I’m writing my newsletter this week from Tallahassee, FL, where I am on vacation for a few days. Today’s post is about the stress of getting away. The days leading up to vacation involve catching up on work and making sure I have coverage. The day of travel itself can be especially stressful, at least until I arrive.
I got up at 2:45 am yesterday to get to the airport by 5:30 for a 7:00 am flight out of Philadelphia. Somewhere along the trip, I realized that I had taken my prayer beads out of my suitcase to meditate at 3 am. I failed to repack them. I left them right on the meditation cushion where they belong.
When I had some writing time later in the day, after my big “ah” of relief that I had arrived, my thoughts turned to sleep deprivation. Today, I counted as I meditated. It was okay. The rhythm and melody of the mantra still led to a calm, altered mood.
“Altered states” is a term usually used in the context of spiritual quests or psychotropic medication, but sleep is an altered state we all enter regularly. We enter sleep by allowing ourselves to fall into a restorative state. It’s not a state we enter by pushing or insisting, as everyone who’s had a sleepless night knows.
Sleep and Creativity
Entering the creative flow state is analogous to sleep in some ways. As with sleep, writing happens when we give it the best circumstances and environment. Instead of a comfortable bed in a quiet, dark room, the circumstances and environment for creativity mean sitting in a comfortable, quiet place with a notebook and pen or a laptop in front of me.

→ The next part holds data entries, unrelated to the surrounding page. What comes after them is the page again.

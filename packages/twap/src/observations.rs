// TWAP observation ring
//
// One slot per PERIOD_SIZE window, GRANULARITY slots in total. The slot
// holding the newest observation is rewritten on every update inside its
// period; once the clock crosses into a new period the next slot takes over
// and the oldest one becomes the averaging reference.

use soroban_sdk::{Env, U256};
use ramm_math::{
    add_cumulative,
    constants::{GRANULARITY, PERIOD_SIZE, RATCHET_DENOMINATOR, RATCHET_PERIOD},
    u256, wad_div, RammError,
};
use ramm_reserves::{project, Context, RammConfig, ReserveState};
use crate::price::spot_prices;
use crate::types::{Observation, Observations, TimeTillBookValue};

/// 1-based period index: timestamps in ((i-1)*P, i*P] belong to period i
#[inline]
pub fn period_index(timestamp: u64) -> u64 {
    timestamp.div_ceil(PERIOD_SIZE)
}

/// Ring slot for a timestamp
#[inline]
pub fn slot_for(timestamp: u64) -> usize {
    (period_index(timestamp) % GRANULARITY) as usize
}

/// Ring written at activation: three copies of `{ timestamp, 0, 0 }`
pub fn genesis_observations(timestamp: u64) -> Observations {
    core::array::from_fn(|_| Observation {
        timestamp,
        price_cumulative_ceiling: 0,
        price_cumulative_floor: 0,
    })
}

/// How long each bound keeps ratcheting before it meets buffered book value
///
/// Derived from `state` alone: the bound price moves linearly at
/// `capital * ratchet_speed / (supply * RATCHET_PERIOD * RATCHET_DENOMINATOR)`
/// per second, so the distance to the buffered book value divided by that
/// rate is the time left. Zero once the bound sits on book value, `u64::MAX`
/// when the ratchet is stopped.
pub fn time_till_book_value(
    env: &Env,
    state: &ReserveState,
    context: &Context,
    config: &RammConfig,
) -> Result<TimeTillBookValue, RammError> {
    let scale = u256(env, RATCHET_PERIOD as u128 * RATCHET_DENOMINATOR);
    let eth_supply = u256(env, state.eth_reserve).mul(&u256(env, context.supply));

    let capital_ceiling = config.buffered_capital_ceiling(env, context.capital)?;
    let capital_floor = config.buffered_capital_floor(env, context.capital)?;
    let ceiling_bv = u256(env, state.nxm_ceiling).mul(&u256(env, capital_ceiling));
    let floor_bv = u256(env, state.nxm_floor).mul(&u256(env, capital_floor));

    let seconds = |distance: U256, nxm: u128| -> u64 {
        if state.ratchet_speed == 0 || nxm == 0 {
            return u64::MAX;
        }
        let rate = u256(env, context.capital)
            .mul(&u256(env, nxm))
            .mul(&u256(env, state.ratchet_speed));
        distance
            .mul(&scale)
            .div(&rate)
            .to_u128()
            .and_then(|time| u64::try_from(time).ok())
            .unwrap_or(u64::MAX)
    };

    let ceiling = if eth_supply > ceiling_bv {
        seconds(eth_supply.sub(&ceiling_bv), state.nxm_ceiling)
    } else {
        0
    };

    let floor = if floor_bv > eth_supply {
        seconds(floor_bv.sub(&eth_supply), state.nxm_floor)
    } else {
        0
    };

    Ok(TimeTillBookValue { ceiling, floor })
}

/// Price-time area of one bound over `elapsed` seconds
///
/// The ratcheting stretch is a straight line from `start_price` to
/// `end_price` (trapezoid); whatever remains is spent flat at book value.
fn bound_contribution(
    start_price: u128,
    end_price: u128,
    book_value_price: u128,
    elapsed: u64,
    time_till_book_value: u64,
) -> Result<u128, RammError> {
    let on_ratchet = elapsed.min(time_till_book_value);
    let on_book_value = elapsed - on_ratchet;

    let ratchet_area = start_price
        .checked_add(end_price)
        .and_then(|sum| sum.checked_mul(on_ratchet as u128))
        .map(|area| area / 2)
        .ok_or(RammError::ArithmeticOverflow)?;

    let book_value_area = book_value_price
        .checked_mul(on_book_value as u128)
        .ok_or(RammError::ArithmeticOverflow)?;

    ratchet_area
        .checked_add(book_value_area)
        .ok_or(RammError::ArithmeticOverflow)
}

/// Extend `previous_observation` from `previous_state` to `state`
///
/// `state` must be `previous_state` projected to `state.timestamp`.
pub fn observe(
    env: &Env,
    previous_state: &ReserveState,
    state: &ReserveState,
    previous_observation: &Observation,
    context: &Context,
    config: &RammConfig,
) -> Result<Observation, RammError> {
    let elapsed = state
        .timestamp
        .checked_sub(previous_state.timestamp)
        .ok_or(RammError::InvalidInput)?;

    let till = time_till_book_value(env, previous_state, context, config)?;
    let start = spot_prices(env, previous_state)?;
    let end = spot_prices(env, state)?;

    let bv_ceiling = wad_div(
        env,
        config.buffered_capital_ceiling(env, context.capital)?,
        context.supply,
    )?;
    let bv_floor = wad_div(
        env,
        config.buffered_capital_floor(env, context.capital)?,
        context.supply,
    )?;

    let ceiling = bound_contribution(start.ceiling, end.ceiling, bv_ceiling, elapsed, till.ceiling)?;
    let floor = bound_contribution(start.floor, end.floor, bv_floor, elapsed, till.floor)?;

    Ok(Observation {
        timestamp: state.timestamp,
        price_cumulative_ceiling: add_cumulative(previous_observation.price_cumulative_ceiling, ceiling),
        price_cumulative_floor: add_cumulative(previous_observation.price_cumulative_floor, floor),
    })
}

/// Bring the observation ring forward from `previous_state.timestamp` to
/// `target_time`
///
/// One observation is written per period boundary crossed, plus one at
/// `target_time`. Only the last GRANULARITY periods can survive in the ring,
/// so a gap longer than that is folded into a single step ending at the
/// first boundary that is still kept; older periods are never back-filled.
///
/// # Errors
/// * `InvalidInput` - `target_time` is before the previous state
/// * `StaleObservation` - the ring's newest entry does not match the
///   previous state's timestamp
pub fn update_observations(
    env: &Env,
    previous_state: &ReserveState,
    previous_observations: &Observations,
    context: &Context,
    config: &RammConfig,
    target_time: u64,
) -> Result<Observations, RammError> {
    if target_time < previous_state.timestamp {
        return Err(RammError::InvalidInput);
    }

    let previous_index = period_index(previous_state.timestamp);
    let end_index = period_index(target_time);

    let mut last_slot = (previous_index % GRANULARITY) as usize;
    if previous_observations[last_slot].timestamp != previous_state.timestamp {
        return Err(RammError::StaleObservation);
    }

    let first_index = previous_index.max(end_index.saturating_sub(GRANULARITY - 1));

    let mut observations = previous_observations.clone();
    let mut state = previous_state.clone();

    for index in first_index..=end_index {
        let boundary = index
            .checked_mul(PERIOD_SIZE)
            .ok_or(RammError::ArithmeticOverflow)?
            .min(target_time);

        let next_state = project(env, &state, context, config, boundary)?;
        let observation = observe(env, &state, &next_state, &observations[last_slot], context, config)?;

        let slot = (index % GRANULARITY) as usize;
        observations[slot] = observation;
        last_slot = slot;
        state = next_state;
    }

    Ok(observations)
}
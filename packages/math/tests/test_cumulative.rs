use ramm_math::*;

const MODULUS_MINUS_ONE: u128 = CUMULATIVE_MASK;

#[test]
fn test_wrap_cumulative() {
    assert_eq!(wrap_cumulative(0), 0);
    assert_eq!(wrap_cumulative(MODULUS_MINUS_ONE), MODULUS_MINUS_ONE);
    assert_eq!(wrap_cumulative(MODULUS_MINUS_ONE + 1), 0);
    assert_eq!(wrap_cumulative(MODULUS_MINUS_ONE + 6), 5);
}

#[test]
fn test_add_cumulative_without_wrap() {
    assert_eq!(add_cumulative(100, 23), 123);
}

#[test]
fn test_add_cumulative_wraps() {
    let near_top = MODULUS_MINUS_ONE - 9;
    // 10 steps reach 2^112 exactly, 15 land at 5
    assert_eq!(add_cumulative(near_top, 10), 0);
    assert_eq!(add_cumulative(near_top, 15), 5);
}

#[test]
fn test_delta_across_wrap() {
    let older = MODULUS_MINUS_ONE - 9;
    let newer = add_cumulative(older, 1_000);

    assert!(newer < older);
    assert_eq!(cumulative_delta(newer, older), 1_000);
}

#[test]
fn test_delta_same_value_is_zero() {
    assert_eq!(cumulative_delta(42, 42), 0);
}
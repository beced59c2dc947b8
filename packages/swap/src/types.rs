use soroban_sdk::contracttype;
use ramm_reserves::ReserveState;
use ramm_twap::Observations;

/// Reserves after a single trade, before anything is persisted
#[derive(Clone, Debug, Eq, PartialEq)]
pub struct Trade {
    pub state: ReserveState,
    pub amount_out: u128,
}

/// Everything a buy or sell hands back for persistence
#[derive(Clone, Debug, Eq, PartialEq)]
pub struct SwapResult {
    pub amount_in: u128,
    pub amount_out: u128,
    pub state: ReserveState,
    pub observations: Observations,
}

/// Read-only trade simulation
#[contracttype]
#[derive(Clone, Debug, Eq, PartialEq)]
pub struct Quote {
    pub amount_in: u128,
    pub amount_out: u128,
    /// Shortfall against the spot-price output, basis points
    pub price_impact_bps: u128,
}

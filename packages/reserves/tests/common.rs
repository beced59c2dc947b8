#![allow(dead_code)]

use soroban_sdk::Env;
use ramm_math::{u256, WAD};
use ramm_reserves::{Context, ReserveState};

pub const DAY: u64 = 86_400;
pub const T0: u64 = 1_700_000_000;

/// capital = 1M ETH, supply = 10M NXM -> book value 0.1 ETH
pub fn context() -> Context {
    Context {
        capital: 1_000_000 * WAD,
        supply: 10_000_000 * WAD,
        min_capital_requirement: 500_000 * WAD,
    }
}

pub fn state(eth: u128, nxm_ceiling: u128, nxm_floor: u128, ratchet_speed: u128, budget: u128) -> ReserveState {
    ReserveState {
        eth_reserve: eth,
        nxm_ceiling,
        nxm_floor,
        ratchet_speed,
        liquidity_budget: budget,
        timestamp: T0,
    }
}

/// eth / nxm_ceiling >= capital / supply
pub fn ceiling_above_book_value(env: &Env, state: &ReserveState, context: &Context) -> bool {
    u256(env, state.eth_reserve).mul(&u256(env, context.supply))
        >= u256(env, state.nxm_ceiling).mul(&u256(env, context.capital))
}

/// eth / nxm_floor <= capital / supply
pub fn floor_below_book_value(env: &Env, state: &ReserveState, context: &Context) -> bool {
    u256(env, state.nxm_floor).mul(&u256(env, context.capital))
        >= u256(env, state.eth_reserve).mul(&u256(env, context.supply))
}

pub fn price(eth: u128, nxm: u128, env: &Env) -> u128 {
    ramm_math::wad_div(env, eth, nxm).unwrap()
}
// RAMM error codes
//
// One contracterror enum shared by the math packages and the contract so a
// failure deep inside a projection surfaces to the caller unchanged.

use soroban_sdk::contracterror;

#[contracterror]
#[derive(Copy, Clone, Debug, Eq, PartialEq, PartialOrd, Ord)]
#[repr(u32)]
pub enum RammError {
    // Lifecycle errors (100-199)
    /// Contract has already been initialized
    AlreadyInitialized = 100,
    /// Contract has not been initialized
    NotInitialized = 101,
    /// Configuration rejected by validation
    InvalidConfig = 102,

    // Input errors (200-299)
    /// Zero amount, zero capital/supply, or time moving backwards
    InvalidInput = 200,
    /// Deadline already passed
    SwapExpired = 201,
    /// Swaps are paused
    SwapPaused = 202,

    // Trade errors (300-399)
    /// Output below the caller's minimum
    SlippageExceeded = 300,
    /// Sell would take capital below the minimum capital requirement
    InsufficientCapital = 301,
    /// Cumulative ETH released exceeds the configured limit
    EthCircuitBreakerHit = 302,
    /// Cumulative NXM released exceeds the configured limit
    NxmCircuitBreakerHit = 303,

    // Oracle errors (400-499)
    /// Empty TWAP window or observation ring out of sync with the state
    StaleObservation = 400,

    // Math errors (700-799)
    /// Result does not fit or a divisor is zero
    ArithmeticOverflow = 700,
}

Both practices work better if practiced regularly. The difference between them is that sleep demands a certain minimum amount. Sleep deprivation can cause someone to fall asleep unexpectedly or to hallucinate if deprived of REM sleep. The creative flow never insists in this way.
If one is blessed (or cursed) with a constitution that needs to be in the creative flow state on a regular basis, deprivation is not as dramatic or detrimental as sleep deprivation, but it still takes a toll on well-being. The signs and symptoms of creative-flow deprivation are more subtle. I get grumpy.
The Remedy
I know something is wrong, but I can’t quite put my finger on it. The remedy is to enter creative flow, which requires that I enter a state of allowing for the muse to come. I sit. I say, “Okay, I’m ready.” I write.
I write drivel and terrible things, but I prove to the muse that I am serious. I am willing to write badly for as long as it takes for a good idea to happen. Finally, the muse relents, and I really begin.